The concepts of gross and net current replacement cost are important in this context. The gross current replacement cost of an existing asset is the cost that would have to be incurred at the date of the valuation to obtain and install a substantial identical asset in new conditions. For example if a plant purchased on January 1, 2007 for Rs. 80,000 can be purchased on December 31, 2009, for Rs. 1,00,000, its gross current replacement cost on December 31, 2009, will be Rs. 1,00,000.
The net current replacement cost of an existing asset refers to that part of the gross current replacement cost which represents its unexpired service potential. For example, suppose the plant in the above example is estimated to have an economic life of five years. Since it has been used for three years, its net current replacement cost would be Rs. 40,000 (assuming that the equipment will have a zero scrap value at the end of its economic life).
In circumstances, where the asset in use would not be replaced, if for any reason it were taken out of service, its value to the business is not its current cost but a lower recoverable amount.
This recoverable amount is its value if sold or its value if used, whichever is higher. Its value if sold is its realisable value, net of selling costs. Its value in use is the net present value of future cash flows (including the ultimate proceeds of disposal) expected to be derived from the use of the asset by the enterprise.
(2) Land and Buildings:
The land and buildings occupied by the owner himself, should be shown in the balance sheet at their value to the business which will normally be the open market value for their existing uses, plus estimated acquisition costs.
However, in cases where an open market valuation of the land and buildings as a whole cannot be made, the net replacement cost of the buildings and the open market value of land for its existing use plus the estimated acquisition costs should be taken as their value to the business.
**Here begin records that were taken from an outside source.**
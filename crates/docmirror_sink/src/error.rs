//! Error types for the sink.

use docmirror_feed::FeedError;
use thiserror::Error;

/// Result type for sink operations.
pub type SinkResult<T> = Result<T, SinkError>;

/// Errors that can occur while mirroring records into a document store.
#[derive(Error, Debug)]
pub enum SinkError {
    /// The document store failed.
    #[error("store error: {message}")]
    Store {
        /// Error message.
        message: String,
    },

    /// Reading the source log failed.
    #[error(transparent)]
    Feed(#[from] FeedError),

    /// The destination schema does not fit the running mode.
    #[error("configuration inconsistency: {message}")]
    ConfigInconsistency {
        /// What is wrong and how to fix it.
        message: String,
    },
}

impl SinkError {
    /// Create a store error.
    pub fn store(message: impl Into<String>) -> Self {
        Self::Store {
            message: message.into(),
        }
    }

    /// Create a configuration inconsistency error.
    pub fn config(message: impl Into<String>) -> Self {
        Self::ConfigInconsistency {
            message: message.into(),
        }
    }

    /// Returns true if retrying the run later may succeed.
    pub fn is_retryable(&self) -> bool {
        !matches!(self, Self::ConfigInconsistency { .. })
    }
}
//! Mirrors a source log into a document store.
//!
//! An [`Updater`] reads its checkpoint, prepares the destination schema,
//! optionally collects garbage, then applies feed batches one at a time.
//! Each batch is written in chunks with delete-then-insert and committed
//! together with the new checkpoint, so a crash mid-batch replays the
//! whole batch on restart.

use crate::config::{GcMode, UpdaterConfig};
use crate::error::{SinkError, SinkResult};
use crate::store::{Document, DocumentStore};
use docmirror_codec::{RecordTransform, Transformed};
use docmirror_feed::{Batch, ChangeFeed, FeedConfig, Notifier, Record, SourceLog, StopHandle, Tid, NO_TID};
use std::collections::HashSet;
use tracing::{debug, error, info, warn};

/// Object ids checked against the source per garbage collection query.
const GC_CHUNK: usize = 1_000;

/// What a run did.
#[derive(Debug, Clone, Default, PartialEq, Eq)]
pub struct RunSummary {
    /// Checkpoint read at startup.
    pub start_tid: Tid,
    /// Tid of the last record applied, or `start_tid`.
    pub last_tid: Tid,
    /// Committed batches.
    pub batches: usize,
    /// Records read from the feed.
    pub records: usize,
    /// Documents written.
    pub written: usize,
    /// Records that produced no document.
    pub skipped: usize,
    /// Documents removed by garbage collection.
    pub collected: usize,
}

/// Keeps a [`DocumentStore`] in step with a [`SourceLog`].
pub struct Updater<S, D> {
    source: S,
    store: D,
    transform: RecordTransform,
    config: UpdaterConfig,
    notifier: Option<Box<dyn Notifier + Send>>,
    stop: StopHandle,
}

impl<S: SourceLog, D: DocumentStore> Updater<S, D> {
    /// Creates an updater with the default transform.
    ///
    /// Without a notifier the updater stops once it has caught up.
    pub fn new(source: S, store: D, config: UpdaterConfig) -> Self {
        Self {
            source,
            store,
            transform: RecordTransform::new(),
            config,
            notifier: None,
            stop: StopHandle::new(),
        }
    }

    /// Use a custom record transform.
    #[must_use]
    pub fn with_transform(mut self, transform: RecordTransform) -> Self {
        self.transform = transform;
        self
    }

    /// Keep following new commits once caught up.
    #[must_use]
    pub fn with_notifier<N>(mut self, notifier: N) -> Self
    where
        N: Notifier + Send + 'static,
    {
        self.notifier = Some(Box::new(notifier));
        self
    }

    /// Use an existing stop handle.
    #[must_use]
    pub fn with_stop_handle(mut self, stop: StopHandle) -> Self {
        self.stop = stop;
        self
    }

    /// A handle that ends a following run after its current wait.
    pub fn stop_handle(&self) -> StopHandle {
        self.stop.clone()
    }

    /// The configuration.
    pub fn config(&self) -> &UpdaterConfig {
        &self.config
    }

    /// The document store.
    pub fn store(&self) -> &D {
        &self.store
    }

    /// Mutable access to the document store.
    pub fn store_mut(&mut self) -> &mut D {
        &mut self.store
    }

    /// Mutable access to the source.
    pub fn source_mut(&mut self) -> &mut S {
        &mut self.source
    }

    /// Consumes the updater, returning its source and store.
    pub fn into_parts(self) -> (S, D) {
        (self.source, self.store)
    }

    /// Reads the checkpoint and prepares the destination schema.
    ///
    /// Returns the checkpoint, or [`NO_TID`] when there is none.
    ///
    /// # Errors
    ///
    /// Returns [`SinkError::ConfigInconsistency`] if the legacy delete
    /// trigger is installed and removing it was not requested.
    pub fn start(&mut self) -> SinkResult<Tid> {
        let result = prepare(&mut self.store, &self.config);
        finish_transaction(&mut self.store, result)
    }

    /// Deletes documents whose objects no longer exist in the source.
    ///
    /// Returns the number of documents removed.
    pub fn collect_garbage(&mut self) -> SinkResult<usize> {
        let result = collect(&mut self.source, &mut self.store);
        finish_transaction(&mut self.store, result)
    }

    /// Runs the updater until the feed drains or is stopped.
    ///
    /// In redo mode records up to the startup checkpoint are reprocessed
    /// and the checkpoint is left alone. With [`GcMode::Only`] the run
    /// stops after collecting garbage.
    ///
    /// # Errors
    ///
    /// Store and source failures end the run after rolling back the
    /// current batch.
    pub fn run(&mut self) -> SinkResult<RunSummary> {
        let checkpoint = self.start()?;
        let mut summary = RunSummary {
            start_tid: checkpoint,
            last_tid: checkpoint,
            ..RunSummary::default()
        };

        let (feed_config, notifier) = if self.config.redo {
            info!(through = checkpoint, "redoing updates");
            let config = self.feed_config(NO_TID).end_tid(Some(checkpoint));
            (config, None)
        } else {
            match self.config.gc {
                GcMode::Skip => {}
                GcMode::OnStart => summary.collected = self.collect_garbage()?,
                GcMode::Only => {
                    summary.collected = self.collect_garbage()?;
                    return Ok(summary);
                }
            }
            info!(tid = checkpoint, "starting updater");
            (self.feed_config(checkpoint), self.notifier.take())
        };
        let save_checkpoint = !self.config.redo;

        let mut feed = ChangeFeed::new(&mut self.source, feed_config).with_stop_handle(self.stop.clone());
        if let Some(notifier) = notifier {
            feed = feed.with_notifier(notifier);
        }

        while let Some(batch) = feed.next_batch() {
            let applied = apply_batch(&mut self.store, &self.transform, self.config.chunk_size, batch);
            let result = applied.and_then(|counts| {
                let tid = feed.last_tid();
                if save_checkpoint && counts.records > 0 {
                    self.store.save_checkpoint(&self.config.client_id, tid)?;
                }
                Ok(counts)
            });
            let counts = finish_transaction(&mut self.store, result)?;
            summary.batches += 1;
            summary.records += counts.records;
            summary.written += counts.written;
            summary.skipped += counts.skipped;
            summary.last_tid = feed.last_tid();
            debug!(
                tid = summary.last_tid,
                records = counts.records,
                written = counts.written,
                "batch committed"
            );
        }

        info!(
            tid = summary.last_tid,
            batches = summary.batches,
            records = summary.records,
            "updater finished"
        );
        Ok(summary)
    }

    fn feed_config(&self, start_tid: Tid) -> FeedConfig {
        FeedConfig::new()
            .start_tid(start_tid)
            .batch_limit(self.config.batch_limit)
            .page_size(self.config.page_size)
            .poll_timeout(self.config.poll_timeout)
    }
}

impl<S, D> std::fmt::Debug for Updater<S, D> {
    fn fmt(&self, f: &mut std::fmt::Formatter<'_>) -> std::fmt::Result {
        f.debug_struct("Updater")
            .field("config", &self.config)
            .field("follows", &self.notifier.is_some())
            .finish_non_exhaustive()
    }
}

#[derive(Debug, Default, Clone, Copy)]
struct BatchCounts {
    records: usize,
    written: usize,
    skipped: usize,
}

fn prepare<D: DocumentStore>(store: &mut D, config: &UpdaterConfig) -> SinkResult<Tid> {
    if !store.checkpoint_table_exists()? {
        store.create_checkpoint_table()?;
    }
    let checkpoint = store.load_checkpoint(&config.client_id)?.unwrap_or(NO_TID);
    if checkpoint < 0 && !store.table_exists()? {
        info!("creating document table");
        store.create_table()?;
    }
    if store.legacy_trigger_present()? {
        if !config.remove_legacy_trigger {
            error!("legacy delete trigger is installed");
            return Err(SinkError::config(
                "the legacy delete trigger exists and is incompatible with the updater; \
                 rerun with trigger removal enabled to drop it",
            ));
        }
        warn!("removing legacy delete trigger");
        store.remove_legacy_trigger()?;
    }
    Ok(checkpoint)
}

fn collect<S: SourceLog, D: DocumentStore>(source: &mut S, store: &mut D) -> SinkResult<usize> {
    let ids = store.document_ids()?;
    let mut garbage = Vec::new();
    for chunk in ids.chunks(GC_CHUNK) {
        let live: HashSet<u64> = source.live_object_ids(chunk)?;
        garbage.extend(chunk.iter().copied().filter(|id| !live.contains(id)));
    }
    if !garbage.is_empty() {
        store.delete_documents(&garbage)?;
    }
    info!(checked = ids.len(), removed = garbage.len(), "garbage collected");
    Ok(garbage.len())
}

/// Writes every record of `batch` in chunks, returning what was done.
fn apply_batch<S: SourceLog, D: DocumentStore>(
    store: &mut D,
    transform: &RecordTransform,
    chunk_size: usize,
    batch: Batch<'_, S>,
) -> SinkResult<BatchCounts> {
    let mut counts = BatchCounts::default();
    let mut chunk: Vec<Record> = Vec::with_capacity(chunk_size);
    for record in batch {
        chunk.push(record?);
        if chunk.len() >= chunk_size {
            write_chunk(store, transform, &chunk, &mut counts)?;
            chunk.clear();
        }
    }
    if !chunk.is_empty() {
        write_chunk(store, transform, &chunk, &mut counts)?;
    }
    Ok(counts)
}

fn write_chunk<D: DocumentStore>(
    store: &mut D,
    transform: &RecordTransform,
    records: &[Record],
    counts: &mut BatchCounts,
) -> SinkResult<()> {
    let documents: Vec<Document> = records
        .iter()
        .filter_map(|record| match transform.transform(record.object_id, &record.raw) {
            Transformed::Record(decoded) => Some(Document::from_record(record.object_id, decoded)),
            Transformed::Skip(_) => None,
        })
        .collect();
    counts.records += records.len();
    counts.skipped += records.len() - documents.len();
    counts.written += documents.len();
    if !documents.is_empty() {
        store.replace_documents(&documents)?;
    }
    Ok(())
}

/// Commits on success and rolls back on failure.
fn finish_transaction<D: DocumentStore, T>(store: &mut D, result: SinkResult<T>) -> SinkResult<T> {
    match result {
        Ok(value) => {
            store.commit()?;
            Ok(value)
        }
        Err(err) => {
            if let Err(rollback) = store.rollback() {
                error!(error = %rollback, "rollback failed");
            }
            Err(err)
        }
    }
}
The valuation should be made by professionally qualified valuers at periodic intervals.
(3) Inventories:
In the balance sheet, inventories should normally be shown at the lower of the current replacement cost as on the date of balance sheet and the net realisable value.
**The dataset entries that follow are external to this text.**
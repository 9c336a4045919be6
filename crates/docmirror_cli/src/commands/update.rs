//! Update command implementation.

use docmirror_postgres::{PgNotifier, PgSource, PgStore};
use docmirror_sink::{GcMode, SinkError, Updater, UpdaterConfig};
use std::time::Duration;
use tracing::error;

/// Options for the update command.
#[derive(Debug, Clone)]
pub struct UpdateOptions {
    /// Change-poll timeout in seconds.
    pub poll_timeout: u64,
    /// Soft batch size.
    pub transaction_size_limit: usize,
    /// Drop the legacy delete trigger instead of failing.
    pub remove_delete_trigger: bool,
    /// Collect garbage and exit.
    pub gc_only: bool,
    /// Skip startup garbage collection.
    pub no_gc: bool,
    /// Redo through the checkpoint.
    pub redo: bool,
    /// Checkpoint key.
    pub client_id: String,
}

impl UpdateOptions {
    fn config(&self) -> UpdaterConfig {
        let gc = if self.gc_only {
            GcMode::Only
        } else if self.no_gc {
            GcMode::Skip
        } else {
            GcMode::OnStart
        };
        UpdaterConfig::new()
            .client_id(self.client_id.as_str())
            .poll_timeout(Duration::from_secs(self.poll_timeout))
            .batch_limit(self.transaction_size_limit)
            .gc(gc)
            .remove_legacy_trigger(self.remove_delete_trigger)
            .redo(self.redo)
    }

    fn follows(&self) -> bool {
        !self.redo && !self.gc_only
    }
}

/// Runs the update command, returning the exit code.
pub fn run(dsn: &str, options: &UpdateOptions) -> Result<u8, Box<dyn std::error::Error>> {
    let source = PgSource::connect(dsn)?;
    let store = PgStore::connect(dsn)?;
    let mut updater = Updater::new(source, store, options.config());
    if options.follows() {
        updater = updater.with_notifier(PgNotifier::connect(dsn)?);
    }

    match updater.run() {
        Ok(summary) => {
            if options.gc_only {
                println!("Removed {} documents", summary.collected);
            }
            Ok(0)
        }
        Err(SinkError::ConfigInconsistency { message }) => {
            error!("{message}");
            Ok(1)
        }
        Err(err) => Err(err.into()),
    }
}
Revaluation Surplus Transferred to Current Cost Reserve Account:
Increase in the value of fixed assets like plant and machinery, land and building, closing stock, investment is credited to current cost reserve account The increase in value of fixed asset is arrived at by deducting the net historical cost of the asset from its net current cost at the end of the year, both sums being calculated before taking depreciation into account.
To take an example, assume a plant was purchased for Rs. 1,20,000 having a useful life of ten years. Its replacement cost now is Rs. 1,80,000.
In the fifth year, the amount to be transferred to current cost reserve account will be Rs. 36,000, calculated as follows:
The profit and loss account, balance sheet and current cost reserve account under current cost accounting will appear as follows:
Current Cost Accounting (CCA) Profit and Loss Account:
Notes:
1. Alternatively, gearing adjustment amount could be deducted from the total of current cost operating adjustments (dep. adjustment, COSA and MWCA). The result will be the same if gearing adjustment is deducted from current cost adjustments, or if not deducted from current cost operating adjustment and subsequently added to current cost profit.
2. Gearing adjustment is calculated only when a firm is financed partly by borrowing. No gearing adjustment arises when a company is wholly financed by shareholders’ capital. To find out the net borrowings, cash balance is deducted from total borrowings. Or if cash balance is more than the borrowings, there will be no gearing adjustment.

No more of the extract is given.